Aigle was at the Battle of Basque Roads in April 1809, when Captain Thomas Cochrane's partially successful action began with an attacking force of fireships against a French fleet, anchored off the Île-d'Aix. Initially providing support to the fireships' crews, Aigle went on to help force the surrender of the stranded French vessels Ville de Varsovie and Aquilon. In July 1809, Aigle took part in the Walcheren Campaign, an amphibious operation against the Kingdom of Holland, carrying out a two-day long bombardment of Flushing that led to its capitulation on 15 August.
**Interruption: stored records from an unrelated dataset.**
//! Host-scalar lifting for binary functions

use super::dispatch::launch_elementwise;
use super::function::DeviceFn;
use crate::dtype::Element;
use crate::error::{Error, Result};
use crate::iter::ElementwiseIter;

/// Dispatch a binary function, lifting a host-resident scalar input into the
/// kernel as a constant.
///
/// If input 1 (or else input 2) is a single host element, its value is read,
/// converted to the matching argument type of `f`, and that operand is
/// removed from `iter`; the remaining unary function runs over the other
/// input. Otherwise `f` is dispatched unchanged.
///
/// ```
/// use tensorloop::prelude::*;
///
/// # fn main() -> tensorloop::error::Result<()> {
/// let device = Device::new(0)?;
/// let x = Tensor::from_slice(&[1.0f32, 2.0, 3.0], &[3], &device)?;
/// let five = Tensor::scalar_host(5.0f32)?;
/// let out = Tensor::empty(&[3], DType::F32, &device)?;
/// let mut iter = TensorIterConfig::new()
///     .add_output(&out)
///     .add_input(&x)
///     .add_input(&five)
///     .build()?;
/// launch_elementwise_with_scalars(&mut iter, |a: f32, b: f32| a + b)?;
/// assert_eq!(out.to_vec::<f32>()?, vec![6.0, 7.0, 8.0]);
/// # Ok(())
/// # }
/// ```
pub fn launch_elementwise_with_scalars<I, A, B, F>(iter: &mut I, f: F) -> Result<()>
where
    I: ElementwiseIter,
    A: Element,
    B: Element,
    F: DeviceFn<(A, B)>,
{
    let got = iter.operand_count();
    if got != 3 {
        return Err(Error::ArityMismatch {
            op: "launch_elementwise_with_scalars",
            expected: 3,
            got,
        });
    }

    if iter.is_host_resident_scalar(1) {
        let a: A = iter.read_scalar_value(1).cast();
        tracing::trace!(operand = 1, value = ?a, "lifting host scalar");
        iter.drop_operand(1);
        launch_elementwise(iter, move |b: B| f.invoke((a, b)))
    } else if iter.is_host_resident_scalar(2) {
        let b: B = iter.read_scalar_value(2).cast();
        tracing::trace!(operand = 2, value = ?b, "lifting host scalar");
        iter.drop_operand(2);
        launch_elementwise(iter, move |a: A| f.invoke((a, b)))
    } else {
        launch_elementwise(iter, f)
    }
}
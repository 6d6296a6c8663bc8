use std::time::{SystemTime, UNIX_EPOCH};

use tracing::info;

use crate::{
    document_store::{DocId, DocumentStore, QaMetadata},
    error::{EmbedError, Error, Result},
    keyword_index::{DEFAULT_VOCABULARY, KeywordIndex},
    snapshot::Snapshot,
    text_util::normalize,
    vector_index::VectorIndex,
};

/// Maps normalized text to a fixed-dimension embedding.
///
/// Implementations must return vectors of the same length for every input.
/// Calls are blocking and are never retried.
pub trait Embedder: Send + Sync {
    fn embed(&self, text: &str) -> std::result::Result<Vec<f32>, EmbedError>;
}

/// Builds a complete [`Snapshot`] from a corpus in one pass.
#[derive(Debug, Clone)]
pub struct IndexBuilder {
    vocabulary: Vec<String>,
}

impl Default for IndexBuilder {
    fn default() -> Self {
        Self::new(DEFAULT_VOCABULARY)
    }
}

impl IndexBuilder {
    pub fn new<S: AsRef<str>>(vocabulary: &[S]) -> Self {
        Self {
            vocabulary: vocabulary
                .iter()
                .map(|t| t.as_ref().to_string())
                .collect(),
        }
    }

    /// Normalize, embed and index every `(text, metadata)` pair.
    ///
    /// Ids are assigned in corpus order. The first embedding fixes the
    /// dimension; any later vector of another length aborts the build, as
    /// does any embedder failure. Nothing is returned on failure.
    pub fn build(
        &self,
        corpus: &[(String, QaMetadata)],
        embedder: &dyn Embedder,
    ) -> Result<Snapshot> {
        let mut store = DocumentStore::new();
        let mut entries: Vec<(DocId, Vec<f32>)> =
            Vec::with_capacity(corpus.len());
        let mut dimension: Option<usize> = None;

        for (raw, metadata) in corpus {
            let text = normalize(raw);
            let vector = embedder.embed(&text)?;
            if vector.is_empty() {
                return Err(EmbedError::new(format!(
                    "embedder returned an empty vector for document {}",
                    store.len()
                ))
                .into());
            }
            match dimension {
                None => dimension = Some(vector.len()),
                Some(expected) if expected != vector.len() => {
                    return Err(Error::DimensionMismatch {
                        expected,
                        actual: vector.len(),
                    });
                }
                Some(_) => {}
            }

            let id = store.insert(text, metadata.clone());
            entries.push((id, vector));
        }

        let vectors = VectorIndex::build(entries)?;
        let records: Vec<(DocId, String)> =
            store.iter().map(|r| (r.id, r.text.clone())).collect();
        let keywords =
            KeywordIndex::build(self.vocabulary.as_slice(), &records);

        info!(
            documents = store.len(),
            dimension = dimension.unwrap_or(0),
            terms = keywords.len(),
            "built snapshot"
        );

        Snapshot::new(store, vectors, keywords, unix_now())
    }
}

fn unix_now() -> u64 {
    SystemTime::now()
        .duration_since(UNIX_EPOCH)
        .map(|d| d.as_secs())
        .unwrap_or(0)
}
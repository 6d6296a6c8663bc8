use std::sync::LazyLock;

use regex::Regex;

static TAG: LazyLock<Regex> =
    LazyLock::new(|| Regex::new(r"<[^>]+>").expect("tag pattern is valid"));

static WHITESPACE: LazyLock<Regex> =
    LazyLock::new(|| Regex::new(r"\s+").expect("whitespace pattern is valid"));

/// Normalize text before it enters an index or a query.
///
/// Removes markup tags, decodes HTML character references (every HTML5 named
/// entity, the legacy forms without a trailing semicolon, and numeric
/// references), collapses whitespace runs to a single space and trims both
/// ends. Stripping and decoding repeat until the text stops changing, so
/// `normalize(normalize(x)) == normalize(x)` holds even for escaped markup
/// such as `&lt;b&gt;`.
///
/// # Examples
///
/// ```
/// use qasearch::text_util::normalize;
///
/// assert_eq!(normalize("  <p>Save&nbsp;the\n\nproject</p> "), "Save the project");
/// assert_eq!(normalize("caf&eacute;"), "caf\u{e9}");
/// ```
pub fn normalize(text: &str) -> String {
    let mut current = text.to_string();
    loop {
        let stripped = TAG.replace_all(&current, "");
        let decoded = htmlize::unescape(stripped).into_owned();
        // Every pass that changes the text leaves it with fewer chars.
        if decoded == current {
            break;
        }
        current = decoded;
    }

    WHITESPACE.replace_all(&current, " ").trim().to_string()
}

/// Lowercase text for keyword comparison.
pub fn fold_case(text: &str) -> String {
    text.to_lowercase()
}

#[cfg(test)]
mod tests {
    use proptest::prelude::*;

    use super::*;

    #[test]
    fn strips_tags() {
        assert_eq!(normalize("<b>Grid</b> <i>settings</i>"), "Grid settings");
    }

    #[test]
    fn decodes_named_entities() {
        assert_eq!(normalize("Tom &amp; Jerry &lt;3"), "Tom & Jerry <3");
    }

    #[test]
    fn decodes_numeric_entities() {
        assert_eq!(normalize("&#1057;&#x43B;&#X43e;&#1081;"), "Слой");
    }

    #[test]
    fn decodes_accented_and_symbol_entities() {
        assert_eq!(normalize("caf&eacute;"), "caf\u{e9}");
        assert_eq!(normalize("&ouml;"), "\u{f6}");
        assert_eq!(normalize("&Scaron;koda"), "\u{160}koda");
        assert_eq!(normalize("&bull; item"), "\u{2022} item");
        assert_eq!(normalize("co&shy;op"), "co\u{ad}op");
    }

    #[test]
    fn decodes_legacy_entities_without_semicolon() {
        assert_eq!(normalize("a&amp b"), "a& b");
        assert_eq!(normalize("&copy 2024"), "\u{a9} 2024");
    }

    #[test]
    fn invalid_code_point_becomes_replacement() {
        assert_eq!(normalize("a&#0;b"), "a\u{fffd}b");
        assert_eq!(normalize("a&#xD800;b"), "a\u{fffd}b");
    }

    #[test]
    fn unknown_entity_is_kept() {
        assert_eq!(normalize("x &bogus; y"), "x &bogus; y");
    }

    #[test]
    fn collapses_and_trims_whitespace() {
        assert_eq!(normalize("\t a \n\n b\u{a0}\u{a0}c  "), "a b c");
    }

    #[test]
    fn nbsp_entity_collapses_with_spaces() {
        assert_eq!(normalize("a &nbsp; b"), "a b");
    }

    #[test]
    fn escaped_markup_is_removed_completely() {
        assert_eq!(normalize("&lt;b&gt;bold&lt;/b&gt;"), "bold");
        assert_eq!(normalize("&amp;lt;p&amp;gt;x"), "x");
    }

    #[test]
    fn lone_angle_brackets_survive() {
        assert_eq!(normalize("1 < 2"), "1 < 2");
        assert_eq!(normalize("3 > 2"), "3 > 2");
    }

    #[test]
    fn bracketed_span_is_treated_as_markup() {
        assert_eq!(normalize("a < b and c > d"), "a d");
    }

    #[test]
    fn empty_input() {
        assert_eq!(normalize(""), "");
        assert_eq!(normalize("   \n "), "");
        assert_eq!(normalize("<br/>"), "");
    }

    #[test]
    fn fold_case_handles_cyrillic() {
        assert_eq!(fold_case("Сетка GRID"), "сетка grid");
    }

    proptest! {
        #[test]
        fn normalize_is_idempotent(s in ".{0,200}") {
            let once = normalize(&s);
            prop_assert_eq!(normalize(&once), once);
        }

        #[test]
        fn normalize_is_idempotent_on_markup(
            s in r"[<>&#;a-zA-Z0-9 \n\t/ltgampxX]{0,120}"
        ) {
            let once = normalize(&s);
            prop_assert_eq!(normalize(&once), once);
        }

        #[test]
        fn normalized_text_has_no_edge_whitespace(s in ".{0,100}") {
            let out = normalize(&s);
            prop_assert_eq!(out.trim(), out.as_str());
            prop_assert!(!out.contains("  "));
        }
    }
}
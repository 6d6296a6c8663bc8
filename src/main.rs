use clap::Parser;
use qasearch::{
    ConfigDb,
    DataDir,
    Engine,
    Error,
    IndexBuilder,
    Result,
    SnapshotDb,
    config_db,
    corpus::{self, FixedEmbedder, LookupEmbedder},
    keyword_index::DEFAULT_VOCABULARY,
    search,
};
use tracing_subscriber::EnvFilter;

mod cli;

use cli::{Cli, Command, ConfigAction};

fn init_tracing(verbose: u8, quiet: bool) {
    let filter = if let Ok(env) = std::env::var("QASEARCH_LOG") {
        EnvFilter::new(env)
    } else if quiet {
        EnvFilter::new("warn")
    } else {
        match verbose {
            0 => EnvFilter::new("info"),
            1 => EnvFilter::new("debug"),
            _ => EnvFilter::new("trace"),
        }
    };

    tracing_subscriber::fmt()
        .with_env_filter(filter)
        .with_writer(std::io::stderr)
        .without_time()
        .init();
}

fn main() -> Result<()> {
    let cli = Cli::parse();

    if let Command::Completions(args) = &cli.command {
        args.generate();
        return Ok(());
    }

    init_tracing(cli.verbose, cli.quiet);

    let data_dir = DataDir::resolve(cli.data_dir.as_deref())?;
    let config_db = ConfigDb::open(&data_dir.config_db())?;

    match cli.command {
        Command::Build(args) => {
            cmd_build(&data_dir, &args)?;
        }
        Command::Query(args) => {
            cmd_query(&config_db, &data_dir, &args)?;
        }
        Command::Status(args) => {
            cmd_status(&config_db, &data_dir, args.json)?;
        }
        Command::Config { action } => match action {
            ConfigAction::Show { json } => config_show(&config_db, json)?,
            ConfigAction::Set { key, value } => {
                config_db.set_setting(&key, &value)?;
                println!("Set {key} = {}", value.trim());
            }
            ConfigAction::Clear { key } => {
                config_db::validate_setting_key(&key)?;
                if config_db.remove_setting(&key)? {
                    println!("Cleared {key}");
                } else {
                    println!("{key} was not set");
                }
            }
        },
        Command::Completions(_) => {}
    }

    Ok(())
}

fn cmd_build(data_dir: &DataDir, args: &cli::BuildArgs) -> Result<()> {
    let pairs = corpus::load_corpus(&args.corpus)?;
    let embedder = LookupEmbedder::from_corpus(&pairs)?;

    let builder = match &args.vocabulary {
        Some(path) => {
            IndexBuilder::new(corpus::load_vocabulary(path)?.as_slice())
        }
        None => IndexBuilder::new(DEFAULT_VOCABULARY),
    };
    let snapshot = builder.build(&corpus::build_inputs(&pairs), &embedder)?;

    let db = SnapshotDb::create(&data_dir.snapshot_db())?;
    db.write(&snapshot)?;

    println!(
        "Built snapshot: {} documents, dimension {}, {} keyword terms",
        snapshot.len(),
        snapshot.vectors().dimension().unwrap_or(0),
        snapshot.keywords().len()
    );
    Ok(())
}

fn cmd_query(
    config_db: &ConfigDb,
    data_dir: &DataDir,
    args: &cli::QueryArgs,
) -> Result<()> {
    let defaults = config_db.query_defaults()?;
    let top_k = args.count.unwrap_or(defaults.top_k);
    let threshold = args.threshold.unwrap_or(defaults.threshold);
    if !threshold.is_finite() || threshold < 0.0 {
        return Err(Error::Config(format!(
            "threshold must be a non-negative number, got {threshold}"
        )));
    }

    let snapshot = SnapshotDb::open(&data_dir.existing_snapshot()?)?.read()?;
    let engine = Engine::new(snapshot, config_db.scoring_config()?);
    let embedder = FixedEmbedder::new(corpus::read_embedding(&args.embedding)?);

    let answer = engine.answer(&embedder, &args.query, top_k, threshold)?;

    if args.json {
        search::format_json(&answer)?;
    } else {
        search::format_human(&answer);
    }
    Ok(())
}

fn cmd_status(
    config_db: &ConfigDb,
    data_dir: &DataDir,
    json: bool,
) -> Result<()> {
    let summary = if data_dir.has_snapshot() {
        Some(SnapshotDb::open(&data_dir.snapshot_db())?.summary()?)
    } else {
        None
    };
    let settings = config_db.effective_settings()?;

    if json {
        let settings: serde_json::Map<String, serde_json::Value> = settings
            .iter()
            .map(|(key, value, _)| (key.to_string(), value.clone().into()))
            .collect();
        let status = serde_json::json!({
            "data_dir": data_dir.root().display().to_string(),
            "snapshot": summary,
            "settings": settings,
        });
        println!("{}", serde_json::to_string_pretty(&status)?);
    } else {
        println!("Data directory: {}", data_dir.root().display());
        match summary {
            Some(s) => {
                println!("Documents: {}", s.documents);
                println!("Dimension: {}", s.dimension);
                println!("Keyword terms: {}", s.terms);
                println!("Built at: {} (unix seconds)", s.built_at);
            }
            None => println!("No snapshot built yet."),
        }
        println!("Settings:");
        for (key, value, _) in &settings {
            println!("  {key} = {value}");
        }
    }
    Ok(())
}

fn config_show(config_db: &ConfigDb, json: bool) -> Result<()> {
    let settings = config_db.effective_settings()?;

    if json {
        let entries: Vec<serde_json::Value> = settings
            .iter()
            .map(|(key, value, stored)| {
                serde_json::json!({
                    "key": key,
                    "value": value,
                    "stored": stored,
                })
            })
            .collect();
        println!("{}", serde_json::to_string_pretty(&entries)?);
    } else {
        for (key, value, stored) in &settings {
            let marker = if *stored { "" } else { " (default)" };
            println!("{key} = {value}{marker}");
        }
    }
    Ok(())
}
In October 1811, Aigle was sent to the Mediterranean, under Captain Sir John Louis, where she and her crew raided the island of Elba. Under the command of Captain Sir James Brisbane, bombarded Fort Maurizio until its guns were silenced so her crew could collect the prizes she had previously chased ashore. She later provide naval support during the invasion and occupation of the city of Genoa. Converted to a corvette in 1831, she returned to the Mediterranean under Lord Clarence Paget. In 1852, she became a coal hulk and receiving ship before being used as a target for torpedoes and sold for breaking in 1870.

===Resistance===

Resistance, like Aigle spent much of her time in the English Channel. She was first commissioned by Captain Henry Digby for the Channel Fleet in May 1801. In August, she escorted a convoy to Quebec, capturing the French privateer Elizabeth on the way, reputedly the last prize of the French Revolutionary War, and returned to duty in the Channel towards the end of the year. Recommissioned under Captain Philip Wodehouse in 1803, she left for the Mediterranean but never arrived, being wrecked off Cape St. Vincent on 31 May. Her crew however, survived.